• **TASK INSTRUCTIONS**:
Starting at the first entry, print everything through the last exactly.

• **DATASET ENTRIES**:

//! Events Domain
//!
//! Event CRUD with a validation rule set, roster management (join/leave with
//! capacity and membership rules), append-only comments, and a pure query
//! engine for filtering, searching, and sorting event snapshots.
//!
//! Layering follows the other domain crates:
//!
//! ```text
//! Service     ← rule set, roster rules, snapshot views
//! Query       ← pure filter/sort/search over &[Event]
//! Repository  ← data access (trait + in-memory / JSON-store impls)
//! Models      ← entities, DTOs, enums
//! ```

pub mod comments;
pub mod error;
pub mod json;
pub mod models;
pub mod query;
pub mod repository;
pub mod seed;
pub mod service;

pub use comments::{CommentRepository, InMemoryCommentRepository, JsonCommentRepository};
pub use error::{EventError, EventResult};
pub use json::JsonEventRepository;
pub use models::{Category, Comment, CreateComment, CreateEvent, Event, UpdateEvent};
pub use query::{DateBucket, EventQuery, SortKey};
pub use repository::{EventRepository, InMemoryEventRepository};
pub use service::EventService;
use crate::Environment;
use tracing::{debug, info};
use tracing_subscriber::{prelude::*, EnvFilter};

/// Initialize tracing with environment-aware configuration.
///
/// - **Production** (`APP_ENV=production`): JSON format for log aggregation,
///   module targets hidden.
/// - **Development** (default): pretty-printed, human-readable output.
///
/// Both setups include `tracing_error::ErrorLayer` so span context is
/// captured when errors occur. Log levels can be overridden with `RUST_LOG`.
///
/// Safe to call multiple times: if a subscriber is already installed the
/// call is a no-op (common in tests).
pub fn init_tracing(environment: &Environment) {
    let is_production = environment.is_production();

    let filter = EnvFilter::try_from_default_env().unwrap_or_else(|_| {
        if is_production {
            EnvFilter::new("info")
        } else {
            EnvFilter::new("debug")
        }
    });

    let result = if is_production {
        tracing_subscriber::registry()
            .with(
                tracing_subscriber::fmt::layer()
                    .json()
                    .with_target(false)
                    .flatten_event(true),
            )
            .with(tracing_error::ErrorLayer::default())
            .with(filter)
            .try_init()
    } else {
        tracing_subscriber::registry()
            .with(
                tracing_subscriber::fmt::layer()
                    .with_target(false)
                    .with_file(false)
                    .with_line_number(false)
                    .pretty(),
            )
            .with(tracing_error::ErrorLayer::default())
            .with(filter)
            .try_init()
    };

    match result {
        Ok(_) => {
            info!("Tracing initialized. Environment: {:?}", environment);
        }
        Err(_) => {
            debug!("Tracing already initialized, skipping re-initialization");
        }
    }
}
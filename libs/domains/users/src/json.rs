use async_trait::async_trait;
use hub_storage::{Collection, JsonStore};

use crate::error::{UserError, UserResult};
use crate::models::User;
use crate::repository::UserRepository;
use crate::seed;

/// JSON-store implementation of UserRepository
///
/// Every operation is a whole-collection read-modify-write against the
/// `users` collection; the store file is the source of truth and nothing is
/// cached between calls. Failed operations leave the collection untouched.
#[derive(Debug, Clone)]
pub struct JsonUserRepository {
    store: JsonStore,
}

impl JsonUserRepository {
    /// Open the repository, seeding the collection on first run
    pub fn open(store: JsonStore) -> UserResult<Self> {
        if !store.is_initialized(Collection::Users) {
            let users = seed::default_users()?;
            store.save(Collection::Users, &users)?;
            tracing::info!(count = users.len(), "Seeded users collection");
        }

        Ok(Self { store })
    }

    fn load_users(&self) -> UserResult<Vec<User>> {
        Ok(self.store.load(Collection::Users)?)
    }

    fn save_users(&self, users: &[User]) -> UserResult<()> {
        Ok(self.store.save(Collection::Users, users)?)
    }
}

#[async_trait]
impl UserRepository for JsonUserRepository {
    async fn get_all(&self) -> UserResult<Vec<User>> {
        self.load_users()
    }

    async fn get_by_id(&self, id: &str) -> UserResult<Option<User>> {
        let users = self.load_users()?;
        Ok(users.into_iter().find(|u| u.id == id))
    }

    async fn get_by_email(&self, email: &str) -> UserResult<Option<User>> {
        let users = self.load_users()?;
        Ok(users.into_iter().find(|u| u.email_matches(email)))
    }

    async fn create(&self, user: User) -> UserResult<User> {
        let mut users = self.load_users()?;

        if users.iter().any(|u| u.email_matches(&user.email)) {
            return Err(UserError::DuplicateEmail(user.email));
        }

        users.push(user.clone());
        self.save_users(&users)?;

        tracing::info!(user_id = %user.id, email = %user.email, "Created user");
        Ok(user)
    }

    async fn update(&self, user: User) -> UserResult<User> {
        let mut users = self.load_users()?;

        let index = users
            .iter()
            .position(|u| u.id == user.id)
            .ok_or_else(|| UserError::NotFound(user.id.clone()))?;

        if users
            .iter()
            .any(|u| u.id != user.id && u.email_matches(&user.email))
        {
            return Err(UserError::DuplicateEmail(user.email));
        }

        users[index] = user.clone();
        self.save_users(&users)?;

        tracing::info!(user_id = %user.id, "Updated user");
        Ok(user)
    }

    async fn delete(&self, id: &str) -> UserResult<bool> {
        let mut users = self.load_users()?;

        let before = users.len();
        users.retain(|u| u.id != id);

        let removed = users.len() < before;
        if removed {
            self.save_users(&users)?;
            tracing::info!(user_id = %id, "Deleted user");
        }
        Ok(removed)
    }

    async fn email_exists(&self, email: &str) -> UserResult<bool> {
        let users = self.load_users()?;
        Ok(users.iter().any(|u| u.email_matches(email)))
    }
}
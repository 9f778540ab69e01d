/// Unified error type for all storage operations
///
/// Storage failures are always surfaced to the caller; nothing is retried
/// or swallowed at this layer.
#[derive(Debug, thiserror::Error)]
pub enum StorageError {
    /// Filesystem error (missing directory, permissions, disk full)
    #[error("Storage I/O error: {0}")]
    Io(#[from] std::io::Error),

    /// A collection file could not be encoded or decoded
    #[error("Storage serialization error: {0}")]
    Serialization(#[from] serde_json::Error),
}

/// Result type alias for storage operations
pub type StorageResult<T> = Result<T, StorageError>;
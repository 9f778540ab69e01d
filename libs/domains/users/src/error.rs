use thiserror::Error;

#[derive(Debug, Error)]
pub enum UserError {
    #[error("User not found: {0}")]
    NotFound(String),

    #[error("User with email '{0}' already exists")]
    DuplicateEmail(String),

    #[error("Invalid input: {0}")]
    Validation(String),

    #[error("Password hashing error: {0}")]
    PasswordHash(String),

    #[error(transparent)]
    Storage(#[from] hub_storage::StorageError),
}

pub type UserResult<T> = Result<T, UserError>;
use thiserror::Error;

#[derive(Debug, Error)]
pub enum EventError {
    /// One or more fields failed the event rule set. Fields are reported in
    /// declaration order, using their serialized names.
    #[error("Invalid event data, failing fields: {}", fields.join(", "))]
    Validation { fields: Vec<String> },

    #[error("Event not found: {0}")]
    NotFound(String),

    #[error("Event is full: {0}")]
    EventFull(String),

    #[error("User '{user_id}' has already joined event '{event_id}'")]
    AlreadyJoined { event_id: String, user_id: String },

    #[error("User '{user_id}' is not attending event '{event_id}'")]
    NotAttending { event_id: String, user_id: String },

    #[error(transparent)]
    Storage(#[from] hub_storage::StorageError),
}

pub type EventResult<T> = Result<T, EventError>;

• **OUTPUT FOR THIS EXERCISE**:
//! Events Domain
//!
//! Event CRUD with a validation rule set, roster management (join/leave with
//! capacity and membership rules), append-only comments, and a pure query
//! engine for filtering, searching, and sorting event snapshots.
//!
//! Layering follows the other domain crates:
//!
//! ```text
//! Service     ← rule set, roster rules, snapshot views
//! Query       ← pure filter/sort/search over &[Event]
//! Repository  ← data access (trait + in-memory / JSON-store impls)
//! Models      ← entities, DTOs, enums
//! ```

pub mod comments;
pub mod error;
pub mod json;
pub mod models;
pub mod query;
pub mod repository;
pub mod seed;
pub mod service;

pub use comments::{CommentRepository, InMemoryCommentRepository, JsonCommentRepository};
pub use error::{EventError, EventResult};
pub use json::JsonEventRepository;
pub use models::{Category, Comment, CreateComment, CreateEvent, Event, UpdateEvent};
pub use query::{DateBucket, EventQuery, SortKey};
pub use repository::{EventRepository, InMemoryEventRepository};
pub use service::EventService;
use crate::Environment;
use tracing::{debug, info};
use tracing_subscriber::{prelude::*, EnvFilter};

/// Initialize tracing with environment-aware configuration.
///
/// - **Production** (`APP_ENV=production`): JSON format for log aggregation,
///   module targets hidden.
/// - **Development** (default): pretty-printed, human-readable output.
///
/// Both setups include `tracing_error::ErrorLayer` so span context is
/// captured when errors occur. Log levels can be overridden with `RUST_LOG`.
///
/// Safe to call multiple times: if a subscriber is already installed the
/// call is a no-op (common in tests).
pub fn init_tracing(environment: &Environment) {
    let is_production = environment.is_production();

    let filter = EnvFilter::try_from_default_env().unwrap_or_else(|_| {
        if is_production {
            EnvFilter::new("info")
        } else {
            EnvFilter::new("debug")
        }
    });

    let result = if is_production {
        tracing_subscriber::registry()
            .with(
                tracing_subscriber::fmt::layer()
                    .json()
                    .with_target(false)
                    .flatten_event(true),
            )
            .with(tracing_error::ErrorLayer::default())
            .with(filter)
            .try_init()
    } else {
        tracing_subscriber::registry()
            .with(
                tracing_subscriber::fmt::layer()
                    .with_target(false)
                    .with_file(false)
                    .with_line_number(false)
                    .pretty(),
            )
            .with(tracing_error::ErrorLayer::default())
            .with(filter)
            .try_init()
    };

    match result {
        Ok(_) => {
            info!("Tracing initialized. Environment: {:?}", environment);
        }
        Err(_) => {
            debug!("Tracing already initialized, skipping re-initialization");
        }
    }
}
filename libs/domains/users/src/json.rs
use async_trait::async_trait;
use hub_storage::{Collection, JsonStore};

use crate::error::{UserError, UserResult};
use crate::models::User;
use crate::repository::UserRepository;
use crate::seed;

/// JSON-store implementation of UserRepository
///
/// Every operation is a whole-collection read-modify-write against the
/// `users` collection; the store file is the source of truth and nothing is
/// cached between calls. Failed operations leave the collection untouched.
#[derive(Debug, Clone)]
pub struct JsonUserRepository {
    store: JsonStore,
}

impl JsonUserRepository {
    /// Open the repository, seeding the collection on first run
    pub fn open(store: JsonStore) -> UserResult<Self> {
        if !store.is_initialized(Collection::Users) {
            let users = seed::default_users()?;
            store.save(Collection::Users, &users)?;
            tracing::info!(count = users.len(), "Seeded users collection");
        }

        Ok(Self { store })
    }

    fn load_users(&self) -> UserResult<Vec<User>> {
        Ok(self.store.load(Collection::Users)?)
    }

    fn save_users(&self, users: &[User]) -> UserResult<()> {
        Ok(self.store.save(Collection::Users, users)?)
    }
}

#[async_trait]
impl UserRepository for JsonUserRepository {
    async fn get_all(&self) -> UserResult<Vec<User>> {
        self.load_users()
    }

    async fn get_by_id(&self, id: &str) -> UserResult<Option<User>> {
        let users = self.load_users()?;
        Ok(users.into_iter().find(|u| u.id == id))
    }

    async fn get_by_email(&self, email: &str) -> UserResult<Option<User>> {
        let users = self.load_users()?;
        Ok(users.into_iter().find(|u| u.email_matches(email)))
    }

    async fn create(&self, user: User) -> UserResult<User> {
        let mut users = self.load_users()?;

        if users.iter().any(|u| u.email_matches(&user.email)) {
            return Err(UserError::DuplicateEmail(user.email));
        }

        users.push(user.clone());
        self.save_users(&users)?;

        tracing::info!(user_id = %user.id, email = %user.email, "Created user");
        Ok(user)
    }

    async fn update(&self, user: User) -> UserResult<User> {
        let mut users = self.load_users()?;

        let index = users
            .iter()
            .position(|u| u.id == user.id)
            .ok_or_else(|| UserError::NotFound(user.id.clone()))?;

        if users
            .iter()
            .any(|u| u.id != user.id && u.email_matches(&user.email))
        {
            return Err(UserError::DuplicateEmail(user.email));
        }

        users[index] = user.clone();
        self.save_users(&users)?;

        tracing::info!(user_id = %user.id, "Updated user");
        Ok(user)
    }

    async fn delete(&self, id: &str) -> UserResult<bool> {
        let mut users = self.load_users()?;

        let before = users.len();
        users.retain(|u| u.id != id);

        let removed = users.len() < before;
        if removed {
            self.save_users(&users)?;
            tracing::info!(user_id = %id, "Deleted user");
        }
        Ok(removed)
    }

    async fn email_exists(&self, email: &str) -> UserResult<bool> {
        let users = self.load_users()?;
        Ok(users.iter().any(|u| u.email_matches(email)))
    }
}
repository 9f778540ab69e01d
/// Unified error type for all storage operations
///
/// Storage failures are always surfaced to the caller; nothing is retried
/// or swallowed at this layer.
#[derive(Debug, thiserror::Error)]
pub enum StorageError {
    /// Filesystem error (missing directory, permissions, disk full)
    #[error("Storage I/O error: {0}")]
    Io(#[from] std::io::Error),

    /// A collection file could not be encoded or decoded
    #[error("Storage serialization error: {0}")]
    Serialization(#[from] serde_json::Error),
}

/// Result type alias for storage operations
pub type StorageResult<T> = Result<T, StorageError>;
repository 9f778540ab69e01d
filename libs/domains/users/src/error.rs
use thiserror::Error;

#[derive(Debug, Error)]
pub enum UserError {
    #[error("User not found: {0}")]
    NotFound(String),

    #[error("User with email '{0}' already exists")]
    DuplicateEmail(String),

    #[error("Invalid input: {0}")]
    Validation(String),

    #[error("Password hashing error: {0}")]
    PasswordHash(String),

    #[error(transparent)]
    Storage(#[from] hub_storage::StorageError),
}

pub type UserResult<T> = Result<T, UserError>;
use thiserror::Error;

#[derive(Debug, Error)]
pub enum EventError {
    /// One or more fields failed the event rule set. Fields are reported in
    /// declaration order, using their serialized names.
    #[error("Invalid event data, failing fields: {}", fields.join(", "))]
    Validation { fields: Vec<String> },

    #[error("Event not found: {0}")]
    NotFound(String),

    #[error("Event is full: {0}")]
    EventFull(String),

    #[error("User '{user_id}' has already joined event '{event_id}'")]
    AlreadyJoined { event_id: String, user_id: String },

    #[error("User '{user_id}' is not attending event '{event_id}'")]
    NotAttending { event_id: String, user_id: String },

    #[error(transparent)]
    Storage(#[from] hub_storage::StorageError),
}

pub type EventResult<T> = Result<T, EventError>;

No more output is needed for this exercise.